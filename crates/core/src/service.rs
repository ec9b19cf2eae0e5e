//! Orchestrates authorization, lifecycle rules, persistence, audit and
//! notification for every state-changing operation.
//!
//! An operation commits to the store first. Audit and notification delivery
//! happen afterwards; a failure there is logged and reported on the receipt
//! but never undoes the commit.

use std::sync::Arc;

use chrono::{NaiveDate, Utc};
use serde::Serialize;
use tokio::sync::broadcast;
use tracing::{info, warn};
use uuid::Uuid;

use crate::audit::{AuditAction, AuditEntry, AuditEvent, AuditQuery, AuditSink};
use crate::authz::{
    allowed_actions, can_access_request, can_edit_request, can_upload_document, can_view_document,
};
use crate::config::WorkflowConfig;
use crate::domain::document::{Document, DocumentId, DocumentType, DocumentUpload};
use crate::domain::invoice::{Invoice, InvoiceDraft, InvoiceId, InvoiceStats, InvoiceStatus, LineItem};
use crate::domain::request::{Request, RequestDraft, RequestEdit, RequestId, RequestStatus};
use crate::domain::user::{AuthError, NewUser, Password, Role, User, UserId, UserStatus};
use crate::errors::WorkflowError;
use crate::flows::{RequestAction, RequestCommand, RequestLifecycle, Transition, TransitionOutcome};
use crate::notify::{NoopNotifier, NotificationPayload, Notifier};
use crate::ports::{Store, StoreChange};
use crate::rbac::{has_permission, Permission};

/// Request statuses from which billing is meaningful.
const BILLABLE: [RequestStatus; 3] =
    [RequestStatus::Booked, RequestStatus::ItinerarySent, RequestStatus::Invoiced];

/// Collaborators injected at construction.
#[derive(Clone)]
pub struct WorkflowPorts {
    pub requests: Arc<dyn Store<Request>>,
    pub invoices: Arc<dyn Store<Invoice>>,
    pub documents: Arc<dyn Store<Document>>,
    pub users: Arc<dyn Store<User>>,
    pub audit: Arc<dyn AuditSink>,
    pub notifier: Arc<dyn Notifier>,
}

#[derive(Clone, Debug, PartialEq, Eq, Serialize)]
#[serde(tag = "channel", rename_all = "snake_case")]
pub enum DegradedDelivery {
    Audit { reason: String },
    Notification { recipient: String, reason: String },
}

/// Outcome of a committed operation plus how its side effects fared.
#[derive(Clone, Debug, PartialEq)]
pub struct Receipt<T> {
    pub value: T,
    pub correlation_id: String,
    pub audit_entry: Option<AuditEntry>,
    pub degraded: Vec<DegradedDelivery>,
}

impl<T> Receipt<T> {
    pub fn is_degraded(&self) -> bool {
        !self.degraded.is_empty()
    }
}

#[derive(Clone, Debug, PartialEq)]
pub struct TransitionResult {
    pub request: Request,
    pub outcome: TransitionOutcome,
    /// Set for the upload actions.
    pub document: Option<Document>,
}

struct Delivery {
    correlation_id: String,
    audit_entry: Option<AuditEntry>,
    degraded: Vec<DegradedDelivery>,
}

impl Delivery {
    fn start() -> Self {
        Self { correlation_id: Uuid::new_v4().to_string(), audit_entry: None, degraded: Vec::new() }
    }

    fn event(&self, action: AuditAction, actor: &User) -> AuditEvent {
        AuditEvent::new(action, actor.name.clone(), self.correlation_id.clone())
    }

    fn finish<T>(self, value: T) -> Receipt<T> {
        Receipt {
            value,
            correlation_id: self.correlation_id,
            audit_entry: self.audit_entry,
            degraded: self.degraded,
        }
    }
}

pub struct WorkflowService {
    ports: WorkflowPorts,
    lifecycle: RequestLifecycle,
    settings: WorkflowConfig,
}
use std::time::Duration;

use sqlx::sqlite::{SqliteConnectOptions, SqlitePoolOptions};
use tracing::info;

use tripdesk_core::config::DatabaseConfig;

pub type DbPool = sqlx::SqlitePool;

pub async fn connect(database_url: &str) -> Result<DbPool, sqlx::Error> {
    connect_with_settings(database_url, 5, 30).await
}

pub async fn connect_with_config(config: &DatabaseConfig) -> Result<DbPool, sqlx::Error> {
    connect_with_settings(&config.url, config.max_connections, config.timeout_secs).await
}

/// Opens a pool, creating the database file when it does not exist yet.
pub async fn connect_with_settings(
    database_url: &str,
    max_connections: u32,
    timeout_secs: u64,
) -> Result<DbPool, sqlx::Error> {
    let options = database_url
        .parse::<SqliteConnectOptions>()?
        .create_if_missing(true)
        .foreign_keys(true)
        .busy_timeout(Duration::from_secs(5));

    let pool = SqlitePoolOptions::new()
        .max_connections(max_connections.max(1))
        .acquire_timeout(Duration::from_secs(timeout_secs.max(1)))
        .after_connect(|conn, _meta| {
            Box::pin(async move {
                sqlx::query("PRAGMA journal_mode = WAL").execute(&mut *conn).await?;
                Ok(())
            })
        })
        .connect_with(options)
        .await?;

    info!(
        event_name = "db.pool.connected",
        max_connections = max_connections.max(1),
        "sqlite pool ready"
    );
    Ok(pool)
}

◇ ◇ ◇ ◇ ◇

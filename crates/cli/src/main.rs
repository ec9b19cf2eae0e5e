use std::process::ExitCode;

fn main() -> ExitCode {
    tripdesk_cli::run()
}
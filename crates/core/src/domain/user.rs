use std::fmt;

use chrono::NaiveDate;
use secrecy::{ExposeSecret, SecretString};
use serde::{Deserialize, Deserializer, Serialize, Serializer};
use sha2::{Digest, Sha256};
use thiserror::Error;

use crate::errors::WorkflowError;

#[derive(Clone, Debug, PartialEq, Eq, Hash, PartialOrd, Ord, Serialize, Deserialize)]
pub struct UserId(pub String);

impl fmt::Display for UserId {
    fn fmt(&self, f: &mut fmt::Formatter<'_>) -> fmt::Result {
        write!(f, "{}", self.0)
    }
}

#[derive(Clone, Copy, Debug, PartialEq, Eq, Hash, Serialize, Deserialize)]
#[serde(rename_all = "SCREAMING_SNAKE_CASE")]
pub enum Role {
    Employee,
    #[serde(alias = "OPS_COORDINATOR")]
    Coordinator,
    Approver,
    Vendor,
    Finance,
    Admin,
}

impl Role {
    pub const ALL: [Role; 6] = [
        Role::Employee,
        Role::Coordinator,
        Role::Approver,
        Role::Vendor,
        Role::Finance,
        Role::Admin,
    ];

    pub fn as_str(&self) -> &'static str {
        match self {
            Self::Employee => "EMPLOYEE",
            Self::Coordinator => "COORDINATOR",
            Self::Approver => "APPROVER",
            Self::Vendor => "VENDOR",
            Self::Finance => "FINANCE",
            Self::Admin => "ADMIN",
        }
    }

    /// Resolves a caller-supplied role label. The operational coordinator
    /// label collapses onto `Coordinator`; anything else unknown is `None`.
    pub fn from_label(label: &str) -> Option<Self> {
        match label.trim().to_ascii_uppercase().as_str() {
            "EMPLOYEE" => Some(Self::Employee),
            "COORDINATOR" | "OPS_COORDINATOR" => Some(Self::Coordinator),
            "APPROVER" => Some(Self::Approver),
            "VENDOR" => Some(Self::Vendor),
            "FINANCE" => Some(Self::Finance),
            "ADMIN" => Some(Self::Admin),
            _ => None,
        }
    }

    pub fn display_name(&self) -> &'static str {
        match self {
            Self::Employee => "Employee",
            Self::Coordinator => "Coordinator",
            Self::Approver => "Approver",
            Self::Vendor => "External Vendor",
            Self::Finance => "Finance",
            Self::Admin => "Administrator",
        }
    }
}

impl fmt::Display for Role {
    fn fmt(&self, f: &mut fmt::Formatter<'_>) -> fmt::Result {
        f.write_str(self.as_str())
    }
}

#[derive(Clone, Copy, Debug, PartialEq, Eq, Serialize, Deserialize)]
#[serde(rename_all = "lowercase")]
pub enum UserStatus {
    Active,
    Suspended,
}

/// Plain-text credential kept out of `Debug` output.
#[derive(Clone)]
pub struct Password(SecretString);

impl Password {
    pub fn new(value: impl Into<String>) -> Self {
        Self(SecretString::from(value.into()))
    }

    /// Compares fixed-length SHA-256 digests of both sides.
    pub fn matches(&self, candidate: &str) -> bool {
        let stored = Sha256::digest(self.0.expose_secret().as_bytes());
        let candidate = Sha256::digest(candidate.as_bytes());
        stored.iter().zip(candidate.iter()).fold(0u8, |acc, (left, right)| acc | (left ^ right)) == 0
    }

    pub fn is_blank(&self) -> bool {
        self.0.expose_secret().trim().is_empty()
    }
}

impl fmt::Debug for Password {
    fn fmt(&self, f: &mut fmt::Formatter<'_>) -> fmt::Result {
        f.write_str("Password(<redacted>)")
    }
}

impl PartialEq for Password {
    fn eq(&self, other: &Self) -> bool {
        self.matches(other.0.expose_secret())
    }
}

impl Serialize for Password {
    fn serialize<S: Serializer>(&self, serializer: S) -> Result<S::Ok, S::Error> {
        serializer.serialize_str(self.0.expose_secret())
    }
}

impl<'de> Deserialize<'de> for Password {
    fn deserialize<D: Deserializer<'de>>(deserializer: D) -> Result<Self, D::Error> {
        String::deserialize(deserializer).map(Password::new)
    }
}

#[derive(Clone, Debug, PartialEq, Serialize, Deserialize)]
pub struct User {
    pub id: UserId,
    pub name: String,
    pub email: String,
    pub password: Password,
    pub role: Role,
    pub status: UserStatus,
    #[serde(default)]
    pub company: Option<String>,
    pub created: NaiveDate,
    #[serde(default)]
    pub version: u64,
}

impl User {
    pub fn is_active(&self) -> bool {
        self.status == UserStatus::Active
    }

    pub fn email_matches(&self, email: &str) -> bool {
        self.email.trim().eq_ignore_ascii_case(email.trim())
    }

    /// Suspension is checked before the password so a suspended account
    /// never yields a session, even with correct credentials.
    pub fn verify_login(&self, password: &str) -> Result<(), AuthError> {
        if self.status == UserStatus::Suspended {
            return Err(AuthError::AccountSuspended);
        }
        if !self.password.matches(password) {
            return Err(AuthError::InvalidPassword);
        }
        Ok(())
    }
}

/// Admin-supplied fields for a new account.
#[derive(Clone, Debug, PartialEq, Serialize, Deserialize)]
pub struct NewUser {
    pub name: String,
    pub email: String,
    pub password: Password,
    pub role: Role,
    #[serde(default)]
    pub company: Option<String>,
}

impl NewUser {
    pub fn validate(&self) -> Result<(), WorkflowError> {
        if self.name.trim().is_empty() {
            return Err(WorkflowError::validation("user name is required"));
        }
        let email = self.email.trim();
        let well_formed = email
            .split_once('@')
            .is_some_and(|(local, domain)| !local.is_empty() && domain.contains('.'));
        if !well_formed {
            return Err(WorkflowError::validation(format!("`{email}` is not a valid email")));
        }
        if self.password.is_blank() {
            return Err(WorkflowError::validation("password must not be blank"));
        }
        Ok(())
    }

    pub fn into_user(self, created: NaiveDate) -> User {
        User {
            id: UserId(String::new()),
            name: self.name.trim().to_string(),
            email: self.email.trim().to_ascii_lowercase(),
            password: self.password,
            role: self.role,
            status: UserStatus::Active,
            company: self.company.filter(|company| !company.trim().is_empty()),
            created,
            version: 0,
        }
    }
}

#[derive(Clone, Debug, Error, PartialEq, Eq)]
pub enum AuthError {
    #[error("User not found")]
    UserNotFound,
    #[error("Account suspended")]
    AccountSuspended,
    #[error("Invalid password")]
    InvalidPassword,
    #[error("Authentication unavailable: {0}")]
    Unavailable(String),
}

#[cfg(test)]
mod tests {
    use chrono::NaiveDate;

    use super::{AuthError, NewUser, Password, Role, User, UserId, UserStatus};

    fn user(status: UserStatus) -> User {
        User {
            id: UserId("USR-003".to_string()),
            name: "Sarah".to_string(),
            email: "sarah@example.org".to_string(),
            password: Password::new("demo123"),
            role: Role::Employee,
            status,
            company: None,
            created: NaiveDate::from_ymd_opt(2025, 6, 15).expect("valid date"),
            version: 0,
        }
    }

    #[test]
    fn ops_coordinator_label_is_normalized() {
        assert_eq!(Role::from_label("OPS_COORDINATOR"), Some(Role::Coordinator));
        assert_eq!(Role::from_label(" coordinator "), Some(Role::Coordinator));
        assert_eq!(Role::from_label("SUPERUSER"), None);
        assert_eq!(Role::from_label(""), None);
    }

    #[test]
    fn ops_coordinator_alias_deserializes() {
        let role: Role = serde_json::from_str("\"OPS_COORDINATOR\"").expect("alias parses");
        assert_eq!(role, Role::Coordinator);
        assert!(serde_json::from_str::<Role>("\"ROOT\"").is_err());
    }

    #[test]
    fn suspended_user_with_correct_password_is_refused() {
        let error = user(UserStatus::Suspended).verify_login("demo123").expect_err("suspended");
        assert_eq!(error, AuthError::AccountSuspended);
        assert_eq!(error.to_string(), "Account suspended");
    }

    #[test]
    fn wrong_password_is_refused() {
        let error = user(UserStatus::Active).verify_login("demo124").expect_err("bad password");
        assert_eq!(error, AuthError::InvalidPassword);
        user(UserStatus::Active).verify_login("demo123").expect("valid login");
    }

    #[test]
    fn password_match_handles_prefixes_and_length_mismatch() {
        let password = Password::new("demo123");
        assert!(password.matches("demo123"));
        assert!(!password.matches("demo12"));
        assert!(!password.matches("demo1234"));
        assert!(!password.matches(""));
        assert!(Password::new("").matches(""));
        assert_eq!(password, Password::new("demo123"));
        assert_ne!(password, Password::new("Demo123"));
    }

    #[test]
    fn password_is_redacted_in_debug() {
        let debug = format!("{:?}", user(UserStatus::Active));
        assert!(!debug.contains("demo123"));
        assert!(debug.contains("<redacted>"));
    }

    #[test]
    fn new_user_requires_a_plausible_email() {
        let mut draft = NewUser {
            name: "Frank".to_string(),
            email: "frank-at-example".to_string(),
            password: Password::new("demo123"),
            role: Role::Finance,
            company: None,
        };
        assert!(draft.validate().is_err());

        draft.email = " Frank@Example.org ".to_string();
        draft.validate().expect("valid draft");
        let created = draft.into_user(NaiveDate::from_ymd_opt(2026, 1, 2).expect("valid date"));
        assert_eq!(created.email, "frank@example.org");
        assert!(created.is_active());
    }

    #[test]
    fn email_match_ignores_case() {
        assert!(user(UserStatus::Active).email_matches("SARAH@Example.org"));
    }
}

◇ ◇ ◇ ◇ ◇

## Exercise instructions
Out of the material above, output word for word the line with "filename crates/core/src/service.rs", the line with "on the receipt", and all lines between them, with nothing else.

## Task result
filename crates/core/src/service.rs
repository ec9b19cf2eae0e5e
//! Orchestrates authorization, lifecycle rules, persistence, audit and
//! notification for every state-changing operation.
//!
//! An operation commits to the store first. Audit and notification delivery
//! happen afterwards; a failure there is logged and reported on the receipt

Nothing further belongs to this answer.